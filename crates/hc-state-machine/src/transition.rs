//! Device transition table
//!
//! ```text
//! Idle ──activate──▶ Active ──deactivate──▶ Idle
//!   │                  │ └──error──▶ Error ──reset──▶ Idle
//!   └──maintenance──▶ Maintenance ◀──maintenance── (Active, Error)
//!                      └──done──▶ Idle
//! ```

use hc_core::DeviceStateType;
use std::fmt;
use std::str::FromStr;

use crate::error::StateError;

/// Event names accepted by a device
#[derive(Debug, Clone, Copy, PartialEq, Eq, Hash)]
pub enum DeviceTrigger {
    Activate,
    Deactivate,
    Error,
    Maintenance,
    Done,
    Reset,
}

impl DeviceTrigger {
    pub const ALL: [DeviceTrigger; 6] = [
        DeviceTrigger::Activate,
        DeviceTrigger::Deactivate,
        DeviceTrigger::Error,
        DeviceTrigger::Maintenance,
        DeviceTrigger::Done,
        DeviceTrigger::Reset,
    ];

    pub fn as_str(self) -> &'static str {
        match self {
            DeviceTrigger::Activate => "activate",
            DeviceTrigger::Deactivate => "deactivate",
            DeviceTrigger::Error => "error",
            DeviceTrigger::Maintenance => "maintenance",
            DeviceTrigger::Done => "done",
            DeviceTrigger::Reset => "reset",
        }
    }
}

impl fmt::Display for DeviceTrigger {
    fn fmt(&self, f: &mut fmt::Formatter<'_>) -> fmt::Result {
        f.write_str(self.as_str())
    }
}

impl FromStr for DeviceTrigger {
    type Err = StateError;

    fn from_str(s: &str) -> Result<Self, Self::Err> {
        Self::ALL
            .into_iter()
            .find(|t| t.as_str() == s)
            .ok_or_else(|| StateError::UnknownTrigger(s.to_string()))
    }
}

/// Target state for `trigger` in `from`, or `None` when the pair is not listed
pub fn next_state(from: DeviceStateType, trigger: DeviceTrigger) -> Option<DeviceStateType> {
    use DeviceStateType::*;
    use DeviceTrigger as T;

    match (from, trigger) {
        (Idle, T::Activate) => Some(Active),
        (Idle, T::Maintenance) => Some(Maintenance),

        (Active, T::Deactivate) => Some(Idle),
        (Active, T::Error) => Some(Error),
        (Active, T::Maintenance) => Some(Maintenance),

        (Error, T::Reset) => Some(Idle),
        (Error, T::Maintenance) => Some(Maintenance),

        (Maintenance, T::Done) => Some(Idle),

        _ => None,
    }
}

/// Check if a trigger is accepted without performing it
pub fn accepts(from: DeviceStateType, trigger: DeviceTrigger) -> bool {
    next_state(from, trigger).is_some()
}

/// A committed state change
#[derive(Debug, Clone, Copy, PartialEq, Eq)]
pub struct Transition {
    pub trigger: DeviceTrigger,
    pub from: DeviceStateType,
    pub to: DeviceStateType,
}

#[cfg(test)]
mod tests {
    use super::*;
    use DeviceStateType::*;

    #[test]
    fn test_full_table() {
        let expected = [
            (Idle, [Some(Active), None, None, Some(Maintenance), None, None]),
            (Active, [None, Some(Idle), Some(Error), Some(Maintenance), None, None]),
            (Error, [None, None, None, Some(Maintenance), None, Some(Idle)]),
            (Maintenance, [None, None, None, None, Some(Idle), None]),
        ];

        for (state, row) in expected {
            for (trigger, target) in DeviceTrigger::ALL.into_iter().zip(row) {
                assert_eq!(
                    next_state(state, trigger),
                    target,
                    "{state} on {trigger}"
                );
            }
        }
    }

    #[test]
    fn test_parse_trigger() {
        for trigger in DeviceTrigger::ALL {
            assert_eq!(trigger.as_str().parse::<DeviceTrigger>().unwrap(), trigger);
        }
        assert_eq!(
            "explode".parse::<DeviceTrigger>(),
            Err(StateError::UnknownTrigger("explode".to_string()))
        );
    }

    #[test]
    fn test_accepts() {
        assert!(accepts(Idle, DeviceTrigger::Activate));
        assert!(!accepts(Idle, DeviceTrigger::Deactivate));
    }
}
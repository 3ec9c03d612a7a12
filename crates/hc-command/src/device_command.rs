//! Commands that drive a device through its state machine

use hc_state_machine::{DeviceContext, DeviceTrigger};
use std::sync::Arc;

use crate::error::CommandError;
use crate::invoker::Command;

/// The reversible operations a device supports
#[derive(Debug, Clone, Copy, PartialEq, Eq, Hash)]
pub enum DeviceCommandKind {
    Activate,
    Deactivate,
    TriggerError,
    Reset,
    StartMaintenance,
    CompleteMaintenance,
}

impl DeviceCommandKind {
    /// Trigger sent by `execute`
    pub fn forward(self) -> DeviceTrigger {
        match self {
            DeviceCommandKind::Activate => DeviceTrigger::Activate,
            DeviceCommandKind::Deactivate => DeviceTrigger::Deactivate,
            DeviceCommandKind::TriggerError => DeviceTrigger::Error,
            DeviceCommandKind::Reset => DeviceTrigger::Reset,
            DeviceCommandKind::StartMaintenance => DeviceTrigger::Maintenance,
            DeviceCommandKind::CompleteMaintenance => DeviceTrigger::Done,
        }
    }

    /// Trigger sent by `undo`
    pub fn inverse(self) -> DeviceTrigger {
        match self {
            DeviceCommandKind::Activate => DeviceTrigger::Deactivate,
            DeviceCommandKind::Deactivate => DeviceTrigger::Activate,
            DeviceCommandKind::TriggerError => DeviceTrigger::Reset,
            DeviceCommandKind::Reset => DeviceTrigger::Error,
            DeviceCommandKind::StartMaintenance => DeviceTrigger::Done,
            DeviceCommandKind::CompleteMaintenance => DeviceTrigger::Maintenance,
        }
    }

    fn label(self) -> &'static str {
        match self {
            DeviceCommandKind::Activate => "Activate",
            DeviceCommandKind::Deactivate => "Deactivate",
            DeviceCommandKind::TriggerError => "Error on",
            DeviceCommandKind::Reset => "Reset",
            DeviceCommandKind::StartMaintenance => "Maintenance start",
            DeviceCommandKind::CompleteMaintenance => "Maintenance complete",
        }
    }
}

/// A command bound to one device
///
/// Running the command changes the device state and queues its DeviceEvent;
/// call [`DeviceContext::publish_pending`] on [`DeviceCommand::device`] to
/// deliver it.
#[derive(Debug, Clone)]
pub struct DeviceCommand {
    kind: DeviceCommandKind,
    device: Arc<DeviceContext>,
}

impl DeviceCommand {
    pub fn new(kind: DeviceCommandKind, device: Arc<DeviceContext>) -> Self {
        Self { kind, device }
    }

    pub fn kind(&self) -> DeviceCommandKind {
        self.kind
    }

    pub fn device_id(&self) -> &str {
        self.device.device_id()
    }

    pub fn device(&self) -> &Arc<DeviceContext> {
        &self.device
    }
}

impl Command for DeviceCommand {
    type Error = CommandError;

    fn description(&self) -> String {
        format!("{} {}", self.kind.label(), self.device.device_id())
    }

    fn execute(&self) -> Result<(), CommandError> {
        self.device.apply(self.kind.forward())?;
        Ok(())
    }

    fn undo(&self) -> Result<(), CommandError> {
        self.device.apply(self.kind.inverse())?;
        Ok(())
    }
}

__Task instructions__
Line count for the string "inverse": please say how many lines in the entries above contain it, with no other words.

__Your solution__
2